Stored items
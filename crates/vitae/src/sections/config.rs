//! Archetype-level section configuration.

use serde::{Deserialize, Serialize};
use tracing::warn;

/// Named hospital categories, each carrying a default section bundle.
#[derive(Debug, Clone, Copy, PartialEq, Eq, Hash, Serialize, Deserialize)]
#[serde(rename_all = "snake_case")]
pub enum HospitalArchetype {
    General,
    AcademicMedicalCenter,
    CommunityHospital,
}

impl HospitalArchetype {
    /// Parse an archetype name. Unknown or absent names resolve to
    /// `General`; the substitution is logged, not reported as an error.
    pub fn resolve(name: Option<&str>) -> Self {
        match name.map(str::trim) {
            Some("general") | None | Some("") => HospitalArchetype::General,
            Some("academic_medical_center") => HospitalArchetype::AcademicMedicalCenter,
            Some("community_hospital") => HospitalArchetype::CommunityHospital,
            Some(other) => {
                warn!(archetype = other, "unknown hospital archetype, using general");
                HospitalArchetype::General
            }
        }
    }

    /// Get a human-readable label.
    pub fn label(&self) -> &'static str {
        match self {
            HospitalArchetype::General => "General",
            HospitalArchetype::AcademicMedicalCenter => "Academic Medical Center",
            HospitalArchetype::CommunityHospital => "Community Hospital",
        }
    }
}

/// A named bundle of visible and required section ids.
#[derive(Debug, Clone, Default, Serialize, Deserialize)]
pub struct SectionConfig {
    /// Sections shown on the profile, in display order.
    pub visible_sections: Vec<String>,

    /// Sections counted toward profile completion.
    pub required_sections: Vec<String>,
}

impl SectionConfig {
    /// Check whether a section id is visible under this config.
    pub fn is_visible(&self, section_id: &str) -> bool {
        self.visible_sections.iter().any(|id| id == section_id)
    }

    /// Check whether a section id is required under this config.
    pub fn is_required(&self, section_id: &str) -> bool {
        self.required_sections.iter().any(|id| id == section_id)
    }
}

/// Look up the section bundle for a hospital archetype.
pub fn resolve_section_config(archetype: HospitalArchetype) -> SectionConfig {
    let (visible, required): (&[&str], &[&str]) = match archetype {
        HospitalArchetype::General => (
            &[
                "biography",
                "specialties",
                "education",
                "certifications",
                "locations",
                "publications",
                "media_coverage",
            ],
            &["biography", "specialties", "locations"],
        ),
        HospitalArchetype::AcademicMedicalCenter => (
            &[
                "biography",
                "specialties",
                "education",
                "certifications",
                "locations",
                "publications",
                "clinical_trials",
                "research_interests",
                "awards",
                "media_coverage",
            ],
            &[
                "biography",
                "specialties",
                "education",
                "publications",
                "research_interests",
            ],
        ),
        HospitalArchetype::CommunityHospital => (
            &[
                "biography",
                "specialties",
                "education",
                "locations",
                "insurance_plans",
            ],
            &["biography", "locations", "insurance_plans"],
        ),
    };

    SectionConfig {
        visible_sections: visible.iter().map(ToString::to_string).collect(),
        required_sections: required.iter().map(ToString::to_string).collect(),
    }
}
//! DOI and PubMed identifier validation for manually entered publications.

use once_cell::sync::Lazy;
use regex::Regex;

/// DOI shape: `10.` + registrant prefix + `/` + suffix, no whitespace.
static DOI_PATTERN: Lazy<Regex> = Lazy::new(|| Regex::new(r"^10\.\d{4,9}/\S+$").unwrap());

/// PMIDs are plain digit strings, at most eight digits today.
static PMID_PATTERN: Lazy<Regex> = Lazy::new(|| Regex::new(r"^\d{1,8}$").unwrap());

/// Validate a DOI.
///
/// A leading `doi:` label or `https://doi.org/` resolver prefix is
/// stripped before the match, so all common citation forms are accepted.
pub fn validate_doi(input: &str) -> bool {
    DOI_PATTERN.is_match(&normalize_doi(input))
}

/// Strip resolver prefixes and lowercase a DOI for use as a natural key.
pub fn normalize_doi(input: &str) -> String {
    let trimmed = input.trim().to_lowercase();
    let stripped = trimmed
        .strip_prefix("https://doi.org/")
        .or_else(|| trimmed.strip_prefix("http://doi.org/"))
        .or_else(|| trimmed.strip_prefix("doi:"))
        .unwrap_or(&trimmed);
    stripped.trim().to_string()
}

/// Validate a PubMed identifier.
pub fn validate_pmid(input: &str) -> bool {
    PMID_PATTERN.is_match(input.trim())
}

* _TRY IT_
For this exercise, output the records in full, exactly.

* _THE ANSWER_
filename crates/vitae/src/sections/config.rs
//! Archetype-level section configuration.

use serde::{Deserialize, Serialize};
use tracing::warn;

/// Named hospital categories, each carrying a default section bundle.
#[derive(Debug, Clone, Copy, PartialEq, Eq, Hash, Serialize, Deserialize)]
#[serde(rename_all = "snake_case")]
pub enum HospitalArchetype {
    General,
    AcademicMedicalCenter,
    CommunityHospital,
}

impl HospitalArchetype {
    /// Parse an archetype name. Unknown or absent names resolve to
    /// `General`; the substitution is logged, not reported as an error.
    pub fn resolve(name: Option<&str>) -> Self {
        match name.map(str::trim) {
            Some("general") | None | Some("") => HospitalArchetype::General,
            Some("academic_medical_center") => HospitalArchetype::AcademicMedicalCenter,
            Some("community_hospital") => HospitalArchetype::CommunityHospital,
            Some(other) => {
                warn!(archetype = other, "unknown hospital archetype, using general");
                HospitalArchetype::General
            }
        }
    }

    /// Get a human-readable label.
    pub fn label(&self) -> &'static str {
        match self {
            HospitalArchetype::General => "General",
            HospitalArchetype::AcademicMedicalCenter => "Academic Medical Center",
            HospitalArchetype::CommunityHospital => "Community Hospital",
        }
    }
}

/// A named bundle of visible and required section ids.
#[derive(Debug, Clone, Default, Serialize, Deserialize)]
pub struct SectionConfig {
    /// Sections shown on the profile, in display order.
    pub visible_sections: Vec<String>,

    /// Sections counted toward profile completion.
    pub required_sections: Vec<String>,
}

impl SectionConfig {
    /// Check whether a section id is visible under this config.
    pub fn is_visible(&self, section_id: &str) -> bool {
        self.visible_sections.iter().any(|id| id == section_id)
    }

    /// Check whether a section id is required under this config.
    pub fn is_required(&self, section_id: &str) -> bool {
        self.required_sections.iter().any(|id| id == section_id)
    }
}

/// Look up the section bundle for a hospital archetype.
pub fn resolve_section_config(archetype: HospitalArchetype) -> SectionConfig {
    let (visible, required): (&[&str], &[&str]) = match archetype {
        HospitalArchetype::General => (
            &[
                "biography",
                "specialties",
                "education",
                "certifications",
                "locations",
                "publications",
                "media_coverage",
            ],
            &["biography", "specialties", "locations"],
        ),
        HospitalArchetype::AcademicMedicalCenter => (
            &[
                "biography",
                "specialties",
                "education",
                "certifications",
                "locations",
                "publications",
                "clinical_trials",
                "research_interests",
                "awards",
                "media_coverage",
            ],
            &[
                "biography",
                "specialties",
                "education",
                "publications",
                "research_interests",
            ],
        ),
        HospitalArchetype::CommunityHospital => (
            &[
                "biography",
                "specialties",
                "education",
                "locations",
                "insurance_plans",
            ],
            &["biography", "locations", "insurance_plans"],
        ),
    };

    SectionConfig {
        visible_sections: visible.iter().map(ToString::to_string).collect(),
        required_sections: required.iter().map(ToString::to_string).collect(),
    }
}
//! DOI and PubMed identifier validation for manually entered publications.

use once_cell::sync::Lazy;
use regex::Regex;

/// DOI shape: `10.` + registrant prefix + `/` + suffix, no whitespace.
static DOI_PATTERN: Lazy<Regex> = Lazy::new(|| Regex::new(r"^10\.\d{4,9}/\S+$").unwrap());

/// PMIDs are plain digit strings, at most eight digits today.
static PMID_PATTERN: Lazy<Regex> = Lazy::new(|| Regex::new(r"^\d{1,8}$").unwrap());

/// Validate a DOI.
///
/// A leading `doi:` label or `https://doi.org/` resolver prefix is
/// stripped before the match, so all common citation forms are accepted.
pub fn validate_doi(input: &str) -> bool {
    DOI_PATTERN.is_match(&normalize_doi(input))
}

/// Strip resolver prefixes and lowercase a DOI for use as a natural key.
pub fn normalize_doi(input: &str) -> String {
    let trimmed = input.trim().to_lowercase();
    let stripped = trimmed
        .strip_prefix("https://doi.org/")
        .or_else(|| trimmed.strip_prefix("http://doi.org/"))
        .or_else(|| trimmed.strip_prefix("doi:"))
        .unwrap_or(&trimmed);
    stripped.trim().to_string()
}

/// Validate a PubMed identifier.
pub fn validate_pmid(input: &str) -> bool {
    PMID_PATTERN.is_match(input.trim())
}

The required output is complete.